How to Shoot Great Travel Photography


photos by David Nicolas


Travel photography is a broad category that encompasses all the imagery involved in telling the story of a place. Landscapes, environmental portraiture, food, and architecture are all considered ‘travel’ photography.

Travel is in fact one of the most consistent and top-selling categories of stock. Images might be used by the travel industry itself (magazines, tour brochures, guide books, etc.) or by advertisers using aspirational imagery of sparkling oceans and sweeping vistas to sell their products (think retirement planning ads, or pharmaceutical ‘after’ images!). Regardless – these images sell year-round and in very high volume.

There is however an important double-edged sword to bear in mind regarding travel photography. On the one hand, this is truly stock imagery that you can create without a lot of muss or fuss – and it’s fun! On the other hand, because so many hundreds of thousands of photographers love to travel – and make their adventures the focus of their hobby or profession – the quality bar for travel imagery is high. You have a lot of competition, and snapshots will not suffice.

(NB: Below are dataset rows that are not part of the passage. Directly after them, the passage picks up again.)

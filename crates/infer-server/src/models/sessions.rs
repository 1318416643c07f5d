//! Session open/close/list request and response types.

use serde::{Deserialize, Serialize};

use crate::registry::{SessionId, SessionInfo};

/// Query for `GET /api/v1/open_inference_session`.
#[derive(Debug, Default, Deserialize)]
pub struct OpenSessionQuery {
    pub model: Option<String>,
    pub max_length: Option<usize>,
}

/// Query for `GET /api/v1/close_inference_session`.
#[derive(Debug, Default, Deserialize)]
pub struct CloseSessionQuery {
    pub session_id: Option<String>,
}

#[derive(Debug, Serialize, Deserialize)]
pub struct SessionResponse {
    pub ok: bool,
    pub session_id: String,
}

impl SessionResponse {
    pub fn new(id: SessionId) -> Self {
        Self {
            ok: true,
            session_id: id.to_string(),
        }
    }
}

#[derive(Debug, Serialize, Deserialize)]
pub struct SessionSummary {
    pub session_id: String,
    pub model: String,
    pub max_length: usize,
    pub age_secs: f64,
    pub expires_in_secs: f64,
}

impl From<SessionInfo> for SessionSummary {
    fn from(info: SessionInfo) -> Self {
        Self {
            session_id: info.id.to_string(),
            model: info.model,
            max_length: info.max_length,
            age_secs: info.age.as_secs_f64(),
            expires_in_secs: info.expires_in.as_secs_f64(),
        }
    }
}

#[derive(Debug, Serialize, Deserialize)]
pub struct SessionsResponse {
    pub ok: bool,
    pub sessions: Vec<SessionSummary>,
    pub active: usize,
    pub max_sessions: usize,
}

That said, pushing yourself off the beaten path, educating yourself on what sells, and finding a way to stand out from the crowd will result in great photography that will be personally rewarding – and could even end up paying for many trips to come!

photo by Emiliano Granado

We spoke to several buyers and photographers to ascertain which imagery is in demand, and how to create it. We found a lot of energy and passion on both sides of the fence – thanks to all of our experts for their enthusiasm and specific advice!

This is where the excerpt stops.